John Carson: How did you choose which games are included in this collection?
Shuhei Matsumoto: This project began when Capcom legendary programmers KOBUTA and MUUMUU said, “Matz, it’s time to port Red Earth to current-gen consoles!” From there, we selected arcade titles from the 90s.
I especially wanted people to be able to play Super Gem Fighter and Super Puzzle Fighter II Turbo now which is why we included those.
JC: Some of the games in the collection have been released on multiple platforms. Which versions of these games did you use?
Matsumoto: These are all arcade versions of the games. From there, we looked into versions that had the largest player base, and ones that are currently being used for tournaments. You can refer to the following for the versions in use.

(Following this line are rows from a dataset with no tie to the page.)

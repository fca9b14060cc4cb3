//! Result type definitions

use crate::context::RequestContext;
use serde::{Deserialize, Serialize};
use thiserror::Error;

/// A WGS84 coordinate, longitude first.
#[derive(Debug, Clone, Copy, PartialEq, Serialize, Deserialize)]
pub struct Point {
    pub lon: f64,
    pub lat: f64,
}

impl Point {
    pub fn new(lon: f64, lat: f64) -> Self {
        Self { lon, lat }
    }
}

/// Structured address components. All optional: the backend fills in
/// whatever it knows.
#[derive(Debug, Clone, Default, PartialEq, Eq, Serialize, Deserialize)]
#[serde(default)]
pub struct Address {
    pub house_number: Option<String>,
    pub street: Option<String>,
    pub neighborhood: Option<String>,
    pub place: Option<String>,
    pub region: Option<String>,
    pub postcode: Option<String>,
    pub country: Option<String>,
}

/// How a suggestion is materialized into a full [`SearchResult`].
#[derive(Debug, Clone, PartialEq, Eq, Serialize, Deserialize)]
#[serde(rename_all = "snake_case", tag = "kind")]
pub enum SuggestAction {
    /// The suggestion already carries everything a result needs; select
    /// is a pure local transform with no second round trip.
    Resolved,
    /// Resolving requires a second call to the core search engine.
    Retrieve {
        /// Action token / endpoint path to retrieve against.
        endpoint: String,
        /// Whether the same token may be used to resolve this suggestion
        /// more than once within a single batch.
        multi_retrievable: bool,
    },
}

/// A lightweight, possibly-unresolved candidate returned from a query.
#[derive(Debug, Clone, Serialize, Deserialize)]
pub struct Suggestion {
    pub id: String,
    pub name: String,
    pub coordinate: Option<Point>,
    pub address: Option<Address>,
    pub categories: Vec<String>,
    /// Straight-line distance from the request proximity, when known.
    pub distance_meters: Option<f64>,
    pub action: SuggestAction,
    /// Context of the suggest call that produced this suggestion. Its
    /// session identifier travels into any follow-up selection.
    pub context: RequestContext,
}

impl Suggestion {
    /// Whether selecting this suggestion needs a second round trip.
    pub fn requires_retrieval(&self) -> bool {
        matches!(self.action, SuggestAction::Retrieve { .. })
    }
}

/// A fully resolved entity.
#[derive(Debug, Clone, Serialize, Deserialize)]
pub struct SearchResult {
    pub id: String,
    pub name: String,
    pub coordinate: Point,
    pub address: Option<Address>,
    pub categories: Vec<String>,
    /// Context of the request that produced this result.
    pub context: RequestContext,
    /// Raw core-engine response snapshot, kept for reproducibility and
    /// debugging, never mutated.
    pub snapshot: serde_json::Value,
}

/// Pairs a payload with the request context that produced it and a flag
/// stating whether replaying the identical request is guaranteed to
/// reproduce the identical payload.
#[derive(Debug, Clone, Serialize, Deserialize)]
pub struct ResponseEnvelope<T> {
    pub payload: T,
    pub context: RequestContext,
    /// False when the backend mixed in non-deterministic ranking inputs
    /// such as ambient location at call time.
    pub is_reproducible: bool,
}

impl<T> ResponseEnvelope<T> {
    pub fn new(payload: T, context: RequestContext, is_reproducible: bool) -> Self {
        Self {
            payload,
            context,
            is_reproducible,
        }
    }
}

/// Error taxonomy for failed operations.
///
/// Cancellation is deliberately absent: a cancelled task delivers no
/// callback at all. A failed task still terminates as done, never
/// cancelled, so cleanup keyed on terminality behaves uniformly.
#[derive(Debug, Clone, PartialEq, Eq, Error)]
pub enum SearchError {
    /// The call never reached the backend.
    #[error("transport failure: {0}")]
    Transport(String),
    /// The backend was reached but returned a failure status.
    #[error("backend returned status {status}: {message}")]
    Backend { status: u16, message: String },
    /// A non-multi-retrievable action token was used twice in one batch.
    #[error("retrieve action for suggestion '{0}' already used in this batch")]
    ActionReuse(String),
    /// A batched selection exceeded the configured size cap.
    #[error("batch of {requested} suggestions exceeds the configured limit of {limit}")]
    BatchLimit { limit: usize, requested: usize },
    /// The suggestion could not be materialized into a result.
    #[error("suggestion '{0}' could not be resolved into a result")]
    Unresolvable(String),
}

impl SearchError {
    pub fn backend(status: u16, message: impl Into<String>) -> Self {
        Self::Backend {
            status,
            message: message.into(),
        }
    }

    /// Backend failure in the 4xx range.
    pub fn is_client_error(&self) -> bool {
        matches!(self, Self::Backend { status, .. } if (400..500).contains(status))
    }

    /// Backend failure in the 5xx range.
    pub fn is_server_error(&self) -> bool {
        matches!(self, Self::Backend { status, .. } if *status >= 500)
    }
}

/// Aggregate outcome of a batched selection: per-item isolation, one
/// failing member never fails the others.
#[derive(Debug, Clone, Default)]
pub struct BatchOutcome {
    pub results: Vec<SearchResult>,
    pub failures: Vec<(Suggestion, SearchError)>,
}

impl BatchOutcome {
    pub fn is_complete_success(&self) -> bool {
        self.failures.is_empty()
    }
}

#[cfg(test)]
mod tests {
    use super::*;

    #[test]
    fn backend_errors_split_by_status_class() {
        let client = SearchError::backend(404, "not found");
        let server = SearchError::backend(503, "unavailable");
        let transport = SearchError::Transport("connection refused".into());

        assert!(client.is_client_error());
        assert!(!client.is_server_error());
        assert!(server.is_server_error());
        assert!(!server.is_client_error());
        assert!(!transport.is_client_error());
        assert!(!transport.is_server_error());
    }

    #[test]
    fn retrieve_actions_require_a_round_trip() {
        let context = crate::context::RequestContext::new(
            crate::context::ApiSurface::Suggest,
            crate::context::SessionId("s".into()),
            crate::context::ResponseId("r".into()),
        );

        let resolved = Suggestion {
            id: "a".into(),
            name: "Cafe".into(),
            coordinate: Some(Point::new(13.4, 52.5)),
            address: None,
            categories: vec![],
            distance_meters: None,
            action: SuggestAction::Resolved,
            context: context.clone(),
        };
        let two_step = Suggestion {
            action: SuggestAction::Retrieve {
                endpoint: "retrieve/42".into(),
                multi_retrievable: false,
            },
            ..resolved.clone()
        };

        assert!(!resolved.requires_retrieval());
        assert!(two_step.requires_retrieval());
    }

    #[test]
    fn suggest_action_serializes_tagged() {
        let action = SuggestAction::Retrieve {
            endpoint: "retrieve/42".into(),
            multi_retrievable: true,
        };
        let json = serde_json::to_value(&action).unwrap();
        assert_eq!(json["kind"], "retrieve");
        assert_eq!(json["endpoint"], "retrieve/42");
    }
}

Hyper Street Fighter II: Japan 040202 / USA 040202
Super Gem Fighter Minimix: Japan 970904 / USA 970904
Super Puzzle Fighter II Turbo: Japan 960531 / USA 960620
Red Earth: Japan 961121 / USA 961121
Cyberbots: Japan 950420 / USA 950424
DarkStalkers: The Night Warriors: Japan 940705 / USA 940818
Night Warriors: Darkstalker’s Revenge: Japan 950302 / USA 950406
Vampire Savior: Japan 970519 / USA 970519
Vampire Hunter 2: Japan 970929
Vampire Savior 2: Japan 970913
JC: How did you put together the archival side of this collection? What were some of your favorite assets and art you were able to share in the game?

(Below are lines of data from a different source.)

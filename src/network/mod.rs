//! HTTP plumbing for the remote core engine

use crate::config::Settings;
use anyhow::{Context, Result};
use reqwest::Client;
use std::time::Duration;
use url::Url;

/// Thin reqwest wrapper: base-endpoint joining, SDK user agent, timeout,
/// and status/text capture for the error mapping above it.
#[derive(Clone)]
pub struct HttpClient {
    client: Client,
    base: Url,
    user_agent: String,
}

/// Raw HTTP outcome; status-class interpretation happens at the engine
/// boundary, not here.
#[derive(Debug)]
pub struct HttpResponse {
    pub status: u16,
    pub text: String,
}

impl HttpClient {
    pub fn new(settings: &Settings) -> Result<Self> {
        let mut base: Url = settings
            .endpoint
            .parse()
            .with_context(|| format!("invalid endpoint '{}'", settings.endpoint))?;
        // Url::join treats a base without a trailing slash as a file.
        if !base.path().ends_with('/') {
            base.set_path(&format!("{}/", base.path()));
        }

        let client = Client::builder()
            .timeout(Duration::from_secs_f64(settings.request_timeout))
            .gzip(true)
            .brotli(true)
            .build()
            .context("failed to build HTTP client")?;

        Ok(Self {
            client,
            base,
            user_agent: settings.user_agent.clone(),
        })
    }

    /// POST a JSON body to a path relative to the configured endpoint.
    pub async fn post_json(
        &self,
        path: &str,
        body: &serde_json::Value,
    ) -> Result<HttpResponse> {
        let url = self
            .base
            .join(path)
            .with_context(|| format!("invalid request path '{path}'"))?;

        let response = self
            .client
            .post(url)
            .header("User-Agent", &self.user_agent)
            .json(body)
            .send()
            .await?;

        let status = response.status().as_u16();
        let text = response.text().await?;
        Ok(HttpResponse { status, text })
    }
}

Matsumoto: Capcom legend SHOEI brought out all of his carefully stored materials and we prepared them together. Everything was wonderful, but the Darkstalkers art was especially dynamic and we were blown away by it.
JC: Does the inclusion of series like Darkstalkers, Cyberbots, and Red Earth increase the chance of a revival of any of these series in the future?
Matsumoto: I genuinely want these titles to be played once again on current gen consoles. I also want people who may have seen them but never had the chance to play them to get this opportunity. That said, we do not think that this will necessarily increase the possibility of these series being revived.
JC: Is there an underrated game in this collection you’d like people to play and talk about more?
Matsumoto: Definitely Super Puzzle Fighter II Turbo and Super Gem Fighter! We have implemented the capability of online matches, so we want people to play against each other and get excited. We strongly feel that now is the time to bring out the full potential of these titles.
JC: Can you talk about the decision to include Vampire Hunter 2 and Vampire Savior 2, and which of the two do you prefer?
Matsumoto: We included them because we felt we had to bring these Japan-only games to the rest of the world. In terms of which one I like more… that’s difficult to answer (lol).
JC: This isn’t a question, but I’d like to thank you for including Super Puzzle Fighter II Turbo and Super Gem Fighter. They were some of my favorite games to rent growing up.
Matsumoto: Thank you for the comment! Let’s get people hyped for these titles once it’s released!
JC: How important is it to you to preserve these classic games, and do you think there’s a chance for a new group of players to become fans of these older titles?
Matsumoto: I think classic materials should definitely be preserved. This is true not only for games but also for all industries and cultures.
My goal is to revitalize the community by doing so. I also want people who have never played Capcom’s past titles to get a chance to, and I want people who jumped in after Street Fighter V to be able to say, “I didn’t know that costume was from this character!” and fall in love with the characters, world and story from these original titles. I believe one of my jobs is to create these kinds of opportunities for our players.
JC: Will working on this collection inform your work with upcoming fighting games in any way?
Matsumoto: If the scale and concept are similar, it is highly possible that the learned experience will be reflected in future projects. The mindset is to continue doing what worked and to optimize where we can for future titles.
Capcom Fighting Collection releases June 24 on PlayStation 4, Xbox One, Switch, and PC for $39.99.